Task requirements:
Wherever the word "PublicKey" appears in the entries, copy the whole line.

[Data shown]

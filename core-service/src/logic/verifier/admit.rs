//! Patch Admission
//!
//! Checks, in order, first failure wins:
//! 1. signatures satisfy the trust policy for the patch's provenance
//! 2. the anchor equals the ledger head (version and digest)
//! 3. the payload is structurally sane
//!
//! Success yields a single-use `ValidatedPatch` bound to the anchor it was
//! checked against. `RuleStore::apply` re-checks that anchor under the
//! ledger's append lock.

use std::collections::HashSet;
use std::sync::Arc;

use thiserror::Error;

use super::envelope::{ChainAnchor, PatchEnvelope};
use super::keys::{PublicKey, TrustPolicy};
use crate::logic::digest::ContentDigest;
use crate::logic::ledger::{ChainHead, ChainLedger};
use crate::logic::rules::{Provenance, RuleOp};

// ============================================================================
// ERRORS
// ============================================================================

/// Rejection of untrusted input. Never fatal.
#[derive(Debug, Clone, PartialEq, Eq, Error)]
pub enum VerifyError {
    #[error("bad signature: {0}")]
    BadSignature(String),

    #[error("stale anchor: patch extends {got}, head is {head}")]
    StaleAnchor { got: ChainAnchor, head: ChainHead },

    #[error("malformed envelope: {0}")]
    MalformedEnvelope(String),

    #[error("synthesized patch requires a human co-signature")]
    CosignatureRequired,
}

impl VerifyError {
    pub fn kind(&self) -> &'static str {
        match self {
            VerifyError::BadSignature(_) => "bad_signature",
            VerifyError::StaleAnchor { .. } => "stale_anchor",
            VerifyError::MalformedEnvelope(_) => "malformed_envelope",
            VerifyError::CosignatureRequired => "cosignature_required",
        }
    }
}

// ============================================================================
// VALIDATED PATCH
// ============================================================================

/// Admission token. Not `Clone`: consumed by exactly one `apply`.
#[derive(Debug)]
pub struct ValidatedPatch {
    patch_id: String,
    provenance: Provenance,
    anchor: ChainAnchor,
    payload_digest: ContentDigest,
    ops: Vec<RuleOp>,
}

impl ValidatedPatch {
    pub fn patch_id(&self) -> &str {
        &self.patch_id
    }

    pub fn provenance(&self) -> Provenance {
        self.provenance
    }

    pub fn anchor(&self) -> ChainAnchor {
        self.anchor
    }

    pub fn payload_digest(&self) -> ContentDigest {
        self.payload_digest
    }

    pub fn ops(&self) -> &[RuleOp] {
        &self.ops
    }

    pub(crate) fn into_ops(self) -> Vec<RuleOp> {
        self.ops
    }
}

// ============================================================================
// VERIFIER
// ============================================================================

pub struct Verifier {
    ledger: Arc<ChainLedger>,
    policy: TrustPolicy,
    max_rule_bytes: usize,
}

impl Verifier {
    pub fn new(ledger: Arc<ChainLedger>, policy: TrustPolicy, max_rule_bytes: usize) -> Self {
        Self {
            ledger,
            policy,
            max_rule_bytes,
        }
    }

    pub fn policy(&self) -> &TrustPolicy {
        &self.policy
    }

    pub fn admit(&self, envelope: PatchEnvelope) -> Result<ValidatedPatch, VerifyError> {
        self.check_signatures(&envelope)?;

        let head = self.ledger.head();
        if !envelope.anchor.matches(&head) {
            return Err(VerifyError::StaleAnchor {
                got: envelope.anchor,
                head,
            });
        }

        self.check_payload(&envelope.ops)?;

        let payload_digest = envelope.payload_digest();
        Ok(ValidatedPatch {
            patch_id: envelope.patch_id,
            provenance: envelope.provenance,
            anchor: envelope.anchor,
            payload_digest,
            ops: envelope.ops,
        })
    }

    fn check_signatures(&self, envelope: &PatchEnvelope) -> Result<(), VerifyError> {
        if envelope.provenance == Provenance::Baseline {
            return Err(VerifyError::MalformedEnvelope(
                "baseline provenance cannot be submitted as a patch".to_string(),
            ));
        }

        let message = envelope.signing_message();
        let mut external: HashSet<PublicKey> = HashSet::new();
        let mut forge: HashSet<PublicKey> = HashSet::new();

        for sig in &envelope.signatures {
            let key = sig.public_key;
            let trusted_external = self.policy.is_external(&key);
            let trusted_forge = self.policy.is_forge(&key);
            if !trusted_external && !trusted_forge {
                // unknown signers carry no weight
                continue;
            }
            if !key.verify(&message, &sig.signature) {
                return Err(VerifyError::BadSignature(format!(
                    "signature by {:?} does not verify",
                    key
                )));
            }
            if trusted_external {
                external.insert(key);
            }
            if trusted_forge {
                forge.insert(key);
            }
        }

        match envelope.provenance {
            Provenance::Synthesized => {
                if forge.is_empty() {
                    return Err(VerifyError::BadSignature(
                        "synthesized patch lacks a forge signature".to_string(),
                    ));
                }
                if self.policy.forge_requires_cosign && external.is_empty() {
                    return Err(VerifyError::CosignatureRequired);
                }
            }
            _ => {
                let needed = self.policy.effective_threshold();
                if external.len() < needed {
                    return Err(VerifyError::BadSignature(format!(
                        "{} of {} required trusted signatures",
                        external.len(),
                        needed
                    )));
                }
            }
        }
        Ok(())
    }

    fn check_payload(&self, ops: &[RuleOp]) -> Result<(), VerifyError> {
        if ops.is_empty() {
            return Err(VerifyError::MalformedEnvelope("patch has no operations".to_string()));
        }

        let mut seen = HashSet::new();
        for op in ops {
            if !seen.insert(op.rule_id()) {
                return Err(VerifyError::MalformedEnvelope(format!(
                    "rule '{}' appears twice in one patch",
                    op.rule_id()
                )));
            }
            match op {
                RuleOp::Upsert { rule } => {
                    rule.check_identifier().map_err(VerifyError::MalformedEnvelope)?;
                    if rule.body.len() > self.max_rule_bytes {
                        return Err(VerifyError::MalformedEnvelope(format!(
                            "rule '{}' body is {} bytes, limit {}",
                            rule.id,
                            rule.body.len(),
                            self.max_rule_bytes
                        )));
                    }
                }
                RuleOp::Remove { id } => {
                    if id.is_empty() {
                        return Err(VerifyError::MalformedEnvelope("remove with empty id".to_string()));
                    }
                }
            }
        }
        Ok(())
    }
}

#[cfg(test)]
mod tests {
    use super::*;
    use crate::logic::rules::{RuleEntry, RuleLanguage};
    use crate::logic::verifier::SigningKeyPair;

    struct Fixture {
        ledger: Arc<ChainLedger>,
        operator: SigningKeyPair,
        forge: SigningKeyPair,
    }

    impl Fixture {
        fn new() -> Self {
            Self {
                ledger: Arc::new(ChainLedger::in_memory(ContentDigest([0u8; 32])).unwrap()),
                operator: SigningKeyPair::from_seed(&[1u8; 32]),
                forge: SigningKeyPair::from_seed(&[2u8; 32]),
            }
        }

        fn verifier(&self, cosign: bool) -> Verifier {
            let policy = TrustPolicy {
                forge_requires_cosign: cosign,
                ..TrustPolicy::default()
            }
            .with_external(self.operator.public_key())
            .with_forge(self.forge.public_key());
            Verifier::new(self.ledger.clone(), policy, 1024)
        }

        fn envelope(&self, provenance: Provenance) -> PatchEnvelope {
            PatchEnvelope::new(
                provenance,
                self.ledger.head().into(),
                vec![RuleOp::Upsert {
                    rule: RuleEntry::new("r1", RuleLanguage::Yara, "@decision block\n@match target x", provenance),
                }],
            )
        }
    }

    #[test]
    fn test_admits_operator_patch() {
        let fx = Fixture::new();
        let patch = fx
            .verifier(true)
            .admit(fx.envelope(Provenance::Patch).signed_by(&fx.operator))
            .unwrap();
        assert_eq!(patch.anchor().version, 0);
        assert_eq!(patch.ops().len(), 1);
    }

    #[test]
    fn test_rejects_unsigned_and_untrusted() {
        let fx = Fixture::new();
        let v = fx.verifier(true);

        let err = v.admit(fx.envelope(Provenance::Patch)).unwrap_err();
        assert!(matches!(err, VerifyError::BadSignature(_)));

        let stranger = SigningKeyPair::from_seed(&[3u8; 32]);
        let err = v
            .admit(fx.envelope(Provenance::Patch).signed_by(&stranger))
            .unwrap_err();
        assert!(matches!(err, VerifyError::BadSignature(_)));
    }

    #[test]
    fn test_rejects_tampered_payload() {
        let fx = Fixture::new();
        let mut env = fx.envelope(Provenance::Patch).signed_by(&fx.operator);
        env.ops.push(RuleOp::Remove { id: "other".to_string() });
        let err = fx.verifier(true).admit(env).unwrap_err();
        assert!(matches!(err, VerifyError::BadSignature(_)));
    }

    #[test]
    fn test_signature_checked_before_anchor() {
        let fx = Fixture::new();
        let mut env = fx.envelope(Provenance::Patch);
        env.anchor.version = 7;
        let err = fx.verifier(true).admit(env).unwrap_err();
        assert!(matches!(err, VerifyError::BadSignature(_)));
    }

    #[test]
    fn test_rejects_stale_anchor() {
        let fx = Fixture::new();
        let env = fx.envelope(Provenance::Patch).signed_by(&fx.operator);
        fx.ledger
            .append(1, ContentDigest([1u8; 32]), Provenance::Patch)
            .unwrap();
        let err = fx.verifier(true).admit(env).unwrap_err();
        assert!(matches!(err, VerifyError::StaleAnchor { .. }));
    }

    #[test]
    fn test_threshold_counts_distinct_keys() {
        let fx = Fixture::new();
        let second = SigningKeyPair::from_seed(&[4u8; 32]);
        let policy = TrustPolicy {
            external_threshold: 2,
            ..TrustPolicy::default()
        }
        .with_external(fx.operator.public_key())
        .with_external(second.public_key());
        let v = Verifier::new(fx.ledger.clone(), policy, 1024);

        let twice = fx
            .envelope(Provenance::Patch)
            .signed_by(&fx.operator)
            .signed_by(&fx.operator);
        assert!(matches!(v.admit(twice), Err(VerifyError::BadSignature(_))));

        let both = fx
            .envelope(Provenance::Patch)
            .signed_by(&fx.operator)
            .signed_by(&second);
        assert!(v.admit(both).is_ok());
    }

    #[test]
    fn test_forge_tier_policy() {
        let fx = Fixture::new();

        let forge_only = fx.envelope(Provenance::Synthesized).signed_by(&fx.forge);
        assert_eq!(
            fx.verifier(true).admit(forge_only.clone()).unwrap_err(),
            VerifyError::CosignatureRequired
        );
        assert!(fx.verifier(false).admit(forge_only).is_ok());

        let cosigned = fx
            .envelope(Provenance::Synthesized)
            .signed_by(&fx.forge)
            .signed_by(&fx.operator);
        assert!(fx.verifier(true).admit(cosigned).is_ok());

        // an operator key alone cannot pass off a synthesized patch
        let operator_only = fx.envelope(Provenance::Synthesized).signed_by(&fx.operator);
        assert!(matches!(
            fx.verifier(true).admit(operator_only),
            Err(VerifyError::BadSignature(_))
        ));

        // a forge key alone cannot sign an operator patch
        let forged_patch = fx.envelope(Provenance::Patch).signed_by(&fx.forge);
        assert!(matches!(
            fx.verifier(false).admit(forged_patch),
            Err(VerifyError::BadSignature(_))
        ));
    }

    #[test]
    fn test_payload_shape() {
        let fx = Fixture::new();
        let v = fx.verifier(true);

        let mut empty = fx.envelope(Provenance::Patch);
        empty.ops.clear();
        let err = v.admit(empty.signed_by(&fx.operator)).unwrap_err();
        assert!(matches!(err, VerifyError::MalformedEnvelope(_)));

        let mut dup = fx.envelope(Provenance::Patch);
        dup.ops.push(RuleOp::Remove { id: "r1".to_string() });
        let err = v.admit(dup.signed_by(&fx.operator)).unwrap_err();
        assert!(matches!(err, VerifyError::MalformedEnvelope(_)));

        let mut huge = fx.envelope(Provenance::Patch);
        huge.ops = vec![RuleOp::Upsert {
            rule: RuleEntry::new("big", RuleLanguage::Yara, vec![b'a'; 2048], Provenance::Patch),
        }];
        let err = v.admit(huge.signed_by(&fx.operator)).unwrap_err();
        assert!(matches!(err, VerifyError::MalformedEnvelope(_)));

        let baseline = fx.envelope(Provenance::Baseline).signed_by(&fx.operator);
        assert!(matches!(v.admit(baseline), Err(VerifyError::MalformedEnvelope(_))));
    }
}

[/Data shown]
[Data shown]

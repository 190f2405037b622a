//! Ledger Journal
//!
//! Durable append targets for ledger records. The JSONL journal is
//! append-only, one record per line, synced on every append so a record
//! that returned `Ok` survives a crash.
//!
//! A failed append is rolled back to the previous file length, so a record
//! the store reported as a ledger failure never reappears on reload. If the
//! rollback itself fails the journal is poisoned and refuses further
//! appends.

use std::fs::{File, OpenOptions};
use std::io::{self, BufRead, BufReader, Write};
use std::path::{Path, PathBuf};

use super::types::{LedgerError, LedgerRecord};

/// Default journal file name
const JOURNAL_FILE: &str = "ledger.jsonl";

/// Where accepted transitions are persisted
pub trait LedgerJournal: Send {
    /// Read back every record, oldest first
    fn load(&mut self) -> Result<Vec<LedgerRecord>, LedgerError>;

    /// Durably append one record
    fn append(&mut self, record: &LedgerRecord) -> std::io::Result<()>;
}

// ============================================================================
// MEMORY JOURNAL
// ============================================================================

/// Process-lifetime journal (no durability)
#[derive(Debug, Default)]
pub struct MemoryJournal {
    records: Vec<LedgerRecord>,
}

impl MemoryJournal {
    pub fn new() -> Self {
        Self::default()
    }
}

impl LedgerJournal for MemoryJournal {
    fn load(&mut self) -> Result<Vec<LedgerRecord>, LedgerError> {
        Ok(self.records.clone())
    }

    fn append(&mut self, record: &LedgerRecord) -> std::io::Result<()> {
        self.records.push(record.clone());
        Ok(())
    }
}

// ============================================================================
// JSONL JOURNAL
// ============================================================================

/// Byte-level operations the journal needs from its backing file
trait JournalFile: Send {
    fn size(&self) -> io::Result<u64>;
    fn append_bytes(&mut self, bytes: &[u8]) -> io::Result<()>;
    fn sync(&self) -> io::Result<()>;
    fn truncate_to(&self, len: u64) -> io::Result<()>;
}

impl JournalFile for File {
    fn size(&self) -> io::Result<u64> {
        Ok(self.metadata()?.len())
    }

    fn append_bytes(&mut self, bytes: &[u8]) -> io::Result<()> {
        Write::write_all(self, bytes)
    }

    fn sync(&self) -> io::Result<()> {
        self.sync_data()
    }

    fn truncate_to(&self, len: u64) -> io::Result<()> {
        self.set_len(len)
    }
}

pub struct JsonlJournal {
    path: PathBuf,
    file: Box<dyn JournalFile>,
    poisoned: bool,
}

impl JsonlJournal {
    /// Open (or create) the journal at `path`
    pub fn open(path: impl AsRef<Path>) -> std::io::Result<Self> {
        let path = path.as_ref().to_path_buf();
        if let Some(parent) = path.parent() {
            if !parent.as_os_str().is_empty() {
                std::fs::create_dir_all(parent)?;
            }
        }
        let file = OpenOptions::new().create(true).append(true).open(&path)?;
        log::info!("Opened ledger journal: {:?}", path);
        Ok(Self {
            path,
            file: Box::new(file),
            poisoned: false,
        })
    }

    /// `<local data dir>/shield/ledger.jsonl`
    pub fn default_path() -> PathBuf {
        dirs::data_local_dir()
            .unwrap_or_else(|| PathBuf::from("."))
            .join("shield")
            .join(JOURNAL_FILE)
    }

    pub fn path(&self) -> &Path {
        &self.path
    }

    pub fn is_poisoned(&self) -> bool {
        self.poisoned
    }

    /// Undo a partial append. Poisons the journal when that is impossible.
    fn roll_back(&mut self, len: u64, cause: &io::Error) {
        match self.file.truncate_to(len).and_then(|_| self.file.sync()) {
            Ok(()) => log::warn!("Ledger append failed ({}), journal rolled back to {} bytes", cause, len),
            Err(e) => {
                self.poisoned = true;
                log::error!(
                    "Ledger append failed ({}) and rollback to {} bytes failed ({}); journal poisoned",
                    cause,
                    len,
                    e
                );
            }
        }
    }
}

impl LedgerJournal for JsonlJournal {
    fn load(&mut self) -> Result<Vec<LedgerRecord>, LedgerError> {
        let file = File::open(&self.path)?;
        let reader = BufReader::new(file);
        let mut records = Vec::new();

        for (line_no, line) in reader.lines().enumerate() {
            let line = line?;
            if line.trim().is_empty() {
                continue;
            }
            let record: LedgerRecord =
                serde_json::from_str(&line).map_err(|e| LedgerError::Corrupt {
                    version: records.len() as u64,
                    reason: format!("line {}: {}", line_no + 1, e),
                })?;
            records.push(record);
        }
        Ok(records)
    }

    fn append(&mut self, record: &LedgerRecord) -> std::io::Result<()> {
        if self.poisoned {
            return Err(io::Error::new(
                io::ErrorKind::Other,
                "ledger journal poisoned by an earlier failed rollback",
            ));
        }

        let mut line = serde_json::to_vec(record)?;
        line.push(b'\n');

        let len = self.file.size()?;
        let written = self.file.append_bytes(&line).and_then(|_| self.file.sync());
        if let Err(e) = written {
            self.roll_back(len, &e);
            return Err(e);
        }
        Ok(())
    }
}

[/Data shown]
[Data shown]

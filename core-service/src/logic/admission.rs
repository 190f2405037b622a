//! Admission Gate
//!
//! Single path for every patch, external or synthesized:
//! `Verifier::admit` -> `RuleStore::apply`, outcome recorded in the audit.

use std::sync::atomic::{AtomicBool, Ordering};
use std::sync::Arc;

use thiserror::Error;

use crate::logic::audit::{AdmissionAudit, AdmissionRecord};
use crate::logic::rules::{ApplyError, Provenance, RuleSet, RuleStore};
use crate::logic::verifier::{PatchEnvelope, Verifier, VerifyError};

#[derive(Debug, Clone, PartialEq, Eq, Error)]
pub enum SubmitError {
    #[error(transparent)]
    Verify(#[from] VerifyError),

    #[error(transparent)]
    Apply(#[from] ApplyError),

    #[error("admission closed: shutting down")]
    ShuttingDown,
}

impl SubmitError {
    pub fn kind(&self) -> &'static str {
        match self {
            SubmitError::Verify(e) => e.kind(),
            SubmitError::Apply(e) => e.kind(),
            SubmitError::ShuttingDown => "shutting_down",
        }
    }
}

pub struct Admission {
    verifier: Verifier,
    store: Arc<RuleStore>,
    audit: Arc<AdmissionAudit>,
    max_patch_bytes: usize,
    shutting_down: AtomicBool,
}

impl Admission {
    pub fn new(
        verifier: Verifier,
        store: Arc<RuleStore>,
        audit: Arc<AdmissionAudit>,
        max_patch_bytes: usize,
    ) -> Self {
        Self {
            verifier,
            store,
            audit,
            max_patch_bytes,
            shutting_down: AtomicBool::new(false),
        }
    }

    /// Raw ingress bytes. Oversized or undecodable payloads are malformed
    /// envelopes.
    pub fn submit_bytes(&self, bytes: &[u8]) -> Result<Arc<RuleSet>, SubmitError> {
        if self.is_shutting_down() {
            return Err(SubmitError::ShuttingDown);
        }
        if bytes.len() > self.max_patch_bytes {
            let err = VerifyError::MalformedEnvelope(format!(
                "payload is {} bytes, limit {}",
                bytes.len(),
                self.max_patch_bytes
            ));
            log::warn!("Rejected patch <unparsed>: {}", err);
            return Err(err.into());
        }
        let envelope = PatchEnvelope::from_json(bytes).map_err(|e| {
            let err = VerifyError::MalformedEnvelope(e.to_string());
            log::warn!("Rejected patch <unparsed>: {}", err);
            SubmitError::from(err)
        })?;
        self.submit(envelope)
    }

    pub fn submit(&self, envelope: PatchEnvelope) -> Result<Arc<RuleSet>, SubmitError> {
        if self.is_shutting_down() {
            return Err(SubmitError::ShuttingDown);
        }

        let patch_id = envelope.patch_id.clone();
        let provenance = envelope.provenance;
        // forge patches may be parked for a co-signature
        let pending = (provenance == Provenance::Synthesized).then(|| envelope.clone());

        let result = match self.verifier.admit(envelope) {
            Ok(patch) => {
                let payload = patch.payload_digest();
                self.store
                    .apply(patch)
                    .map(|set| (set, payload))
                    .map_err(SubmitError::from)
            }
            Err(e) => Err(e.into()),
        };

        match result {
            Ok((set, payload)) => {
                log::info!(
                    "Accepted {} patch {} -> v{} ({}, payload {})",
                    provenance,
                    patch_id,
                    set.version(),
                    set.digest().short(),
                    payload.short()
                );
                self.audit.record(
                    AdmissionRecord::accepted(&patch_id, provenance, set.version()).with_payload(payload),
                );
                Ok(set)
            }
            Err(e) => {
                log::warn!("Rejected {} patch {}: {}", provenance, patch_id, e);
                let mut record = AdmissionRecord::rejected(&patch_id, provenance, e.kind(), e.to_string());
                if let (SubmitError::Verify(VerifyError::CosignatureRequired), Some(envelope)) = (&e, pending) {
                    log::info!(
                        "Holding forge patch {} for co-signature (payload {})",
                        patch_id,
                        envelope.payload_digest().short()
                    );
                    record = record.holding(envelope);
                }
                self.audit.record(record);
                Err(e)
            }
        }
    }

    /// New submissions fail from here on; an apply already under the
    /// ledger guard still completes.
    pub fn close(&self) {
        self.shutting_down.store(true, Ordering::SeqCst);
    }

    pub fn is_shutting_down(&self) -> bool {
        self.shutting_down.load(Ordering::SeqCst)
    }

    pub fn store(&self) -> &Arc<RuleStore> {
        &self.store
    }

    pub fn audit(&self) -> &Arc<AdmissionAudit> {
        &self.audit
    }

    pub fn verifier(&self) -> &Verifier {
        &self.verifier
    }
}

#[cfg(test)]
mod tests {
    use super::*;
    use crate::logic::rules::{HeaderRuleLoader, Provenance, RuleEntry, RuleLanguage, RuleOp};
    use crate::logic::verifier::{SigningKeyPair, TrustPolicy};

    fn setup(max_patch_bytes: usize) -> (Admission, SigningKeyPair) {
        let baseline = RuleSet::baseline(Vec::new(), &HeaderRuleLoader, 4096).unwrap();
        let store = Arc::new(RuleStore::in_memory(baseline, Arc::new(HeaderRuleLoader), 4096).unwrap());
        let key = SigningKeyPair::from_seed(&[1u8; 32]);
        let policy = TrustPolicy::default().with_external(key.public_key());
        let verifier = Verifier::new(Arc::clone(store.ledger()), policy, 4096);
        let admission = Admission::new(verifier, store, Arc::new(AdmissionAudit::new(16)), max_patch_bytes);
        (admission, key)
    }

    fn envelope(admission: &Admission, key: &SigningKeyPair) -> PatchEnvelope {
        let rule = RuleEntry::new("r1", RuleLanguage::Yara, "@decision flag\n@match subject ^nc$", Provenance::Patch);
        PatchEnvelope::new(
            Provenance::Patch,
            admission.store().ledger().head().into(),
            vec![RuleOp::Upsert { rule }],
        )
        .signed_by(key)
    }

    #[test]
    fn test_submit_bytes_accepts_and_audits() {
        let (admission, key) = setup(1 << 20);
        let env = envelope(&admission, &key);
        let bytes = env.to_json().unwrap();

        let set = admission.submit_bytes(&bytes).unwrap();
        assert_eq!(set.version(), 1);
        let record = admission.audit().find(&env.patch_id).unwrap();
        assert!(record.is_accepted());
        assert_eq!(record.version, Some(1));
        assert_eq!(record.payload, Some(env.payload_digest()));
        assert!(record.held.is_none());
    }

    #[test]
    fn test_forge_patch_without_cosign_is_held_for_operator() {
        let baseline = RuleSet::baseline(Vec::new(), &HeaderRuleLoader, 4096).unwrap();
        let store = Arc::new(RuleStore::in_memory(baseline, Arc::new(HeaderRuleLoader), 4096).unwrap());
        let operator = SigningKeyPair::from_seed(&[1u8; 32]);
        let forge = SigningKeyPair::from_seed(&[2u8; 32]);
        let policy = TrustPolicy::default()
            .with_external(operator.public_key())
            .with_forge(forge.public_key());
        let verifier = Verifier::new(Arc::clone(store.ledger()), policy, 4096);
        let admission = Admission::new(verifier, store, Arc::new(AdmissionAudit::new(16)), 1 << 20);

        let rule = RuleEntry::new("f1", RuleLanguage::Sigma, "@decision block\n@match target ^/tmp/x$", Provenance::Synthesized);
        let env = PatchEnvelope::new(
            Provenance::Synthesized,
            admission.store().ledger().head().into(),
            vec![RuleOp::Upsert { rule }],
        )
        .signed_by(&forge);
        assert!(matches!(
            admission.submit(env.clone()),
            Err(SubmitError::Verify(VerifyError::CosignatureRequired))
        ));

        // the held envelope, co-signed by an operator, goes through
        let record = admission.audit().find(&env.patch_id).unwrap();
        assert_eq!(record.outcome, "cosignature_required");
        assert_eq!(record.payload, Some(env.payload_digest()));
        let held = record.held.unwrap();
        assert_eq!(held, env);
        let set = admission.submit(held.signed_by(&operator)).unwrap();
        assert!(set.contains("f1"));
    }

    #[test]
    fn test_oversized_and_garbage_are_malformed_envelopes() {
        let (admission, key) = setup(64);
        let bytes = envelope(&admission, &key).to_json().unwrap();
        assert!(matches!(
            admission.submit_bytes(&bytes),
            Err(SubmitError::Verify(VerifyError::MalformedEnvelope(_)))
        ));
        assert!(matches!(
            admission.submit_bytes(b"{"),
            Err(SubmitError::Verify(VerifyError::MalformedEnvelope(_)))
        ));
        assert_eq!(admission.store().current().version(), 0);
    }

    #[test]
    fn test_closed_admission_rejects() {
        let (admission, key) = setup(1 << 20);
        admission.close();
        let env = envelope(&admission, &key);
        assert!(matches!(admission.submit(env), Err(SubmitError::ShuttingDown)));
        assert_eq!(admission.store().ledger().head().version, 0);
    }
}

[/Data shown]

Reply:
use super::keys::{PublicKey, TrustPolicy};
        let mut external: HashSet<PublicKey> = HashSet::new();
        let mut forge: HashSet<PublicKey> = HashSet::new();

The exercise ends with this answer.